### YOUR GOAL
In the entries below, find the line with "filename src/refs/issue_link.rs" and the line with "let mut pos = 0;". Reproduce those two lines and every line between them exactly, and nothing more.

======== DATA ========

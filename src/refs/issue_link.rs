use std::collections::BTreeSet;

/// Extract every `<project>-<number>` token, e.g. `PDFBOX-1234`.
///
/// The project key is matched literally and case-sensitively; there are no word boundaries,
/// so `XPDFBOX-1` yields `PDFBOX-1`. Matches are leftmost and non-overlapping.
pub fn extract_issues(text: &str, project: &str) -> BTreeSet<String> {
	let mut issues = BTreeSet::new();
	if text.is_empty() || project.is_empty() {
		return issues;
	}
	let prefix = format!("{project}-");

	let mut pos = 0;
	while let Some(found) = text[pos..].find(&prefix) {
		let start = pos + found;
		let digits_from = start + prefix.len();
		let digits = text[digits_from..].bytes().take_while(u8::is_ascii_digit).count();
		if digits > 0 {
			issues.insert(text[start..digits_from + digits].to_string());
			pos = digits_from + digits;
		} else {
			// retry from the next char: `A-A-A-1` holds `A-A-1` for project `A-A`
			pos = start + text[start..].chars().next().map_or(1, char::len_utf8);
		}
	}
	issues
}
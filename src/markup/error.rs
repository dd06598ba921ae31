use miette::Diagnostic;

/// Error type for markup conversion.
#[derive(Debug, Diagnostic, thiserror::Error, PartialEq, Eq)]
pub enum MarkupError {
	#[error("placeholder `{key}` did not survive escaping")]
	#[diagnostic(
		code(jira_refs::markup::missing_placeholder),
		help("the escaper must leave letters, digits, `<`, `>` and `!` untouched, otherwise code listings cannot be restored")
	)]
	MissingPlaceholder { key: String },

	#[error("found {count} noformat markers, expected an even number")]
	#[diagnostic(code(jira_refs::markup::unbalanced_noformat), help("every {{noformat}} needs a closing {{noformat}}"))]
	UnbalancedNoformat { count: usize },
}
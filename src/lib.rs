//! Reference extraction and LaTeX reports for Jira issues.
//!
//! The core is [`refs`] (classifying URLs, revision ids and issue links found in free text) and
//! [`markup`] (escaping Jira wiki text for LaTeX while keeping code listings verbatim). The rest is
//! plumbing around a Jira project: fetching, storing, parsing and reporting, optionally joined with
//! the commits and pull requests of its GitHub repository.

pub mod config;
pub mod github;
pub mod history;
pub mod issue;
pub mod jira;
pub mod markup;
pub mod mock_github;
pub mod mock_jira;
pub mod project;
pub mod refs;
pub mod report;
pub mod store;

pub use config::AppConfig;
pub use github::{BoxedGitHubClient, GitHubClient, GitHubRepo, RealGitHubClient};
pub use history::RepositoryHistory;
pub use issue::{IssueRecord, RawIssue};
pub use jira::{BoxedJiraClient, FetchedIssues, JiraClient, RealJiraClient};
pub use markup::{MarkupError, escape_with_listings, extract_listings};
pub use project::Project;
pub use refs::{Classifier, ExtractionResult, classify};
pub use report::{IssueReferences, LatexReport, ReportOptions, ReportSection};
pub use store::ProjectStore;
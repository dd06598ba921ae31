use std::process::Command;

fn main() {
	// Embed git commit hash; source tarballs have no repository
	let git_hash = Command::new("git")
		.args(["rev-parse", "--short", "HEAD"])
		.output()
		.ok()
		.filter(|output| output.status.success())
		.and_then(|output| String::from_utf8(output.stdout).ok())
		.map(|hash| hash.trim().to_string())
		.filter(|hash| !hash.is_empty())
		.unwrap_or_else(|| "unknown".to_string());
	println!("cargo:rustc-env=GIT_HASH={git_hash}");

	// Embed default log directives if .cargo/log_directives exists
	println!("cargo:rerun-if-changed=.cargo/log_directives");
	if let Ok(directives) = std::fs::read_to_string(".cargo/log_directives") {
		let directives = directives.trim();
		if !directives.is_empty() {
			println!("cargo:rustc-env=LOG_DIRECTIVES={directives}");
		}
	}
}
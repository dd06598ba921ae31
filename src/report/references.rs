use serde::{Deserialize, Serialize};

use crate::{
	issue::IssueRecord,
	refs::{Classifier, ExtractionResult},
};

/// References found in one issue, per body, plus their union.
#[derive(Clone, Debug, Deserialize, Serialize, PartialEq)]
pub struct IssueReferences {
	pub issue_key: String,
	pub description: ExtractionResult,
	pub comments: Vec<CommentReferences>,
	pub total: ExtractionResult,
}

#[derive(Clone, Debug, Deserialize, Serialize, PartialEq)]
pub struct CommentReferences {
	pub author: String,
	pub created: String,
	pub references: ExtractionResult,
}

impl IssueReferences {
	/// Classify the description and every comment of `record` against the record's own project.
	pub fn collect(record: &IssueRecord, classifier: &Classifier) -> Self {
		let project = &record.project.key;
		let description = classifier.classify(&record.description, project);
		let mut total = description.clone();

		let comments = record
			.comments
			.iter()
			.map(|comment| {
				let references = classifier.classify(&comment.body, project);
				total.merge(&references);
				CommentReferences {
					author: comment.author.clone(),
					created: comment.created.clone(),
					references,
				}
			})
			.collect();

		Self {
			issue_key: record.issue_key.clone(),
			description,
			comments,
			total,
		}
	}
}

========
======== DATA ========

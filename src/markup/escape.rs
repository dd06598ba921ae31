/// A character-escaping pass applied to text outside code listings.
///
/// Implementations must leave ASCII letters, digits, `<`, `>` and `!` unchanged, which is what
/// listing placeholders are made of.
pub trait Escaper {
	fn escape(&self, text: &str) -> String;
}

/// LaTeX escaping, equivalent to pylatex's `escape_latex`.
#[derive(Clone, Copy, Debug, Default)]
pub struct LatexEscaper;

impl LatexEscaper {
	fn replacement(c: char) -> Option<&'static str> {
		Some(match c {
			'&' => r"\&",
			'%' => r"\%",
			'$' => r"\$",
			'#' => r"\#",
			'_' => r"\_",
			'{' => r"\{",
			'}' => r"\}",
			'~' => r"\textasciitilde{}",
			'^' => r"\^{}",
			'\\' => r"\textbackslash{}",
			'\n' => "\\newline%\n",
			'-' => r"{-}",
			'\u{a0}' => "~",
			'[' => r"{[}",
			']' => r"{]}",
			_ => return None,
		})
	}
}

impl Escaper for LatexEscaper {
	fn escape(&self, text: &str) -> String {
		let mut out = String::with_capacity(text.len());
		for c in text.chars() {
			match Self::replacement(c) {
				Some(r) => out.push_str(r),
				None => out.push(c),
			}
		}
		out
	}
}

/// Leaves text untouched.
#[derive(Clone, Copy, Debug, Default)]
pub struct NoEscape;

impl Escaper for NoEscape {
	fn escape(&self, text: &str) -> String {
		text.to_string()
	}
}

========
======== DATA ========

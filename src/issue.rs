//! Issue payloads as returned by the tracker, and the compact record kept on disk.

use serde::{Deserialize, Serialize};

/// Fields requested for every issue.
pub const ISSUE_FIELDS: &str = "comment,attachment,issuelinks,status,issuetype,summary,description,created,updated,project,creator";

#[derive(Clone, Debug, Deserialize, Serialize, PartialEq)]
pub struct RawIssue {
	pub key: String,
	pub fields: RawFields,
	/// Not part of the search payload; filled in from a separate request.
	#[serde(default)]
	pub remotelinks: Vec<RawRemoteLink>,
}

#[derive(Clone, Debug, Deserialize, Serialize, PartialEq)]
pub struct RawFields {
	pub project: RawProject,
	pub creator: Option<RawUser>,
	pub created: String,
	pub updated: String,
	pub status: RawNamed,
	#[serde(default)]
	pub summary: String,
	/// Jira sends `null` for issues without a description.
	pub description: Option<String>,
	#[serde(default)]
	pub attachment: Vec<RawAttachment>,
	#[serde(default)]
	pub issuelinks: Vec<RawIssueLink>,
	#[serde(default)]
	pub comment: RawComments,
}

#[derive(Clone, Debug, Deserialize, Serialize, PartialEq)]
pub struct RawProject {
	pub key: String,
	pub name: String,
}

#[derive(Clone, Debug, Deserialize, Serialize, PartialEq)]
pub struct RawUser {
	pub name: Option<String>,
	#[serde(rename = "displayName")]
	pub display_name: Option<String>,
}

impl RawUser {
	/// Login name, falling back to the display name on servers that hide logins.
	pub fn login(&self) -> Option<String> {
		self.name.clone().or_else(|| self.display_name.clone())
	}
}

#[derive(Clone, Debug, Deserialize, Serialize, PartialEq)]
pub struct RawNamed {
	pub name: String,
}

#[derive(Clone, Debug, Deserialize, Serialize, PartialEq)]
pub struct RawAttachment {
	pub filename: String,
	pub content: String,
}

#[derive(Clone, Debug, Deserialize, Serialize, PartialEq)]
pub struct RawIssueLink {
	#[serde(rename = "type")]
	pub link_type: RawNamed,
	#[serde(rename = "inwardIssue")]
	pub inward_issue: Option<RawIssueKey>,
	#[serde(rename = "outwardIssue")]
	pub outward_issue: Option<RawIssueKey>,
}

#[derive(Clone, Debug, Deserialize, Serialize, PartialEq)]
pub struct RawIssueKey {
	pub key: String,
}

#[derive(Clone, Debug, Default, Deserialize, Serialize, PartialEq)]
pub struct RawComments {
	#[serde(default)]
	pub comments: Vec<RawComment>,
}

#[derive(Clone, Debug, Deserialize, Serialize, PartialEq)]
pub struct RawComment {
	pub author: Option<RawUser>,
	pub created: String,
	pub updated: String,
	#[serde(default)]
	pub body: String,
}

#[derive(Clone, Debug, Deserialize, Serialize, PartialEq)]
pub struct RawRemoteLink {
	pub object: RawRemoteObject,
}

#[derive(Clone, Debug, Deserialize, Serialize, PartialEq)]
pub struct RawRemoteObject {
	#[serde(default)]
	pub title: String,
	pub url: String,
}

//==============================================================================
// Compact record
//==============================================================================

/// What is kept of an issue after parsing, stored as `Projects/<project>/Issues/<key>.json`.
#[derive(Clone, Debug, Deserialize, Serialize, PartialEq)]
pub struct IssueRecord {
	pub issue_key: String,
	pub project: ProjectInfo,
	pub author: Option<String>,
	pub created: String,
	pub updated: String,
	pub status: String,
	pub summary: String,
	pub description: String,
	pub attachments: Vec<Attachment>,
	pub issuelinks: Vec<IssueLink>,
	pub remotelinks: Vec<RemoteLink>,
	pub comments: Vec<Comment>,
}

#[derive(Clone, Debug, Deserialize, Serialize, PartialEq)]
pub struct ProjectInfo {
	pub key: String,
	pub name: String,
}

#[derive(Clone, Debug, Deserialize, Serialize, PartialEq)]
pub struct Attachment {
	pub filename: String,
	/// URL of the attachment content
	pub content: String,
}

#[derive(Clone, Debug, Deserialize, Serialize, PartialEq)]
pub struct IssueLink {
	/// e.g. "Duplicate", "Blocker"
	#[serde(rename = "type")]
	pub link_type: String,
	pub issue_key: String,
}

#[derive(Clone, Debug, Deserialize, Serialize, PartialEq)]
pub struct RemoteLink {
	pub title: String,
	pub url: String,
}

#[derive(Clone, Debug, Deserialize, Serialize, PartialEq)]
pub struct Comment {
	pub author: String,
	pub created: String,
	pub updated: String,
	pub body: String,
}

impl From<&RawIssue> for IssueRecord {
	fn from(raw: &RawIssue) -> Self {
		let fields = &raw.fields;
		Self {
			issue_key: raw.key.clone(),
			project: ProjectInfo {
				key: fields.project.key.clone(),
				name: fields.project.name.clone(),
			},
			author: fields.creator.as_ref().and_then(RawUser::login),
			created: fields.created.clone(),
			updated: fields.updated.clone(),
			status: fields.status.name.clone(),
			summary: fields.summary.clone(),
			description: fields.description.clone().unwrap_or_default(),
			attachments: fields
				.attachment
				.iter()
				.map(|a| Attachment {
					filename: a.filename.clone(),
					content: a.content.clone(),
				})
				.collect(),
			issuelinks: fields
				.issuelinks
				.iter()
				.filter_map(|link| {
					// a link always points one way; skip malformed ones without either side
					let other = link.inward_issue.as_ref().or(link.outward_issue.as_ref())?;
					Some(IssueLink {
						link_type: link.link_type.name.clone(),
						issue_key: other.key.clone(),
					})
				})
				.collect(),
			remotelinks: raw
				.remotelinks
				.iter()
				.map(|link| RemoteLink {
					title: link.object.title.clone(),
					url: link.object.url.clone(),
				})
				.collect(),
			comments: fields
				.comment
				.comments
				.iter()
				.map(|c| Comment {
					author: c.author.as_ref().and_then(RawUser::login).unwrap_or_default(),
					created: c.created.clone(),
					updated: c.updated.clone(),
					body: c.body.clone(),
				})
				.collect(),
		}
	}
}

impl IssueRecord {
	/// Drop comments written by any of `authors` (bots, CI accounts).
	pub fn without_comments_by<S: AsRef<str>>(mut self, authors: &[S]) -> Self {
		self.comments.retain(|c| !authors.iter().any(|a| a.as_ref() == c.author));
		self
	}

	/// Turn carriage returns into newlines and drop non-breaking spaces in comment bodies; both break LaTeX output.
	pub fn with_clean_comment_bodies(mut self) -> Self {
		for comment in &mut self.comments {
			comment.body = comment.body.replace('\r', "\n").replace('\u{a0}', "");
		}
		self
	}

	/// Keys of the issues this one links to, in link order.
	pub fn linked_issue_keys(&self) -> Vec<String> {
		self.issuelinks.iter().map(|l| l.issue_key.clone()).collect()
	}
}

========

### THE COMPLETED TASK
filename src/refs/issue_link.rs
use std::collections::BTreeSet;

/// Extract every `<project>-<number>` token, e.g. `PDFBOX-1234`.
///
/// The project key is matched literally and case-sensitively; there are no word boundaries,
/// so `XPDFBOX-1` yields `PDFBOX-1`. Matches are leftmost and non-overlapping.
pub fn extract_issues(text: &str, project: &str) -> BTreeSet<String> {
	let mut issues = BTreeSet::new();
	if text.is_empty() || project.is_empty() {
		return issues;
	}
	let prefix = format!("{project}-");

	let mut pos = 0;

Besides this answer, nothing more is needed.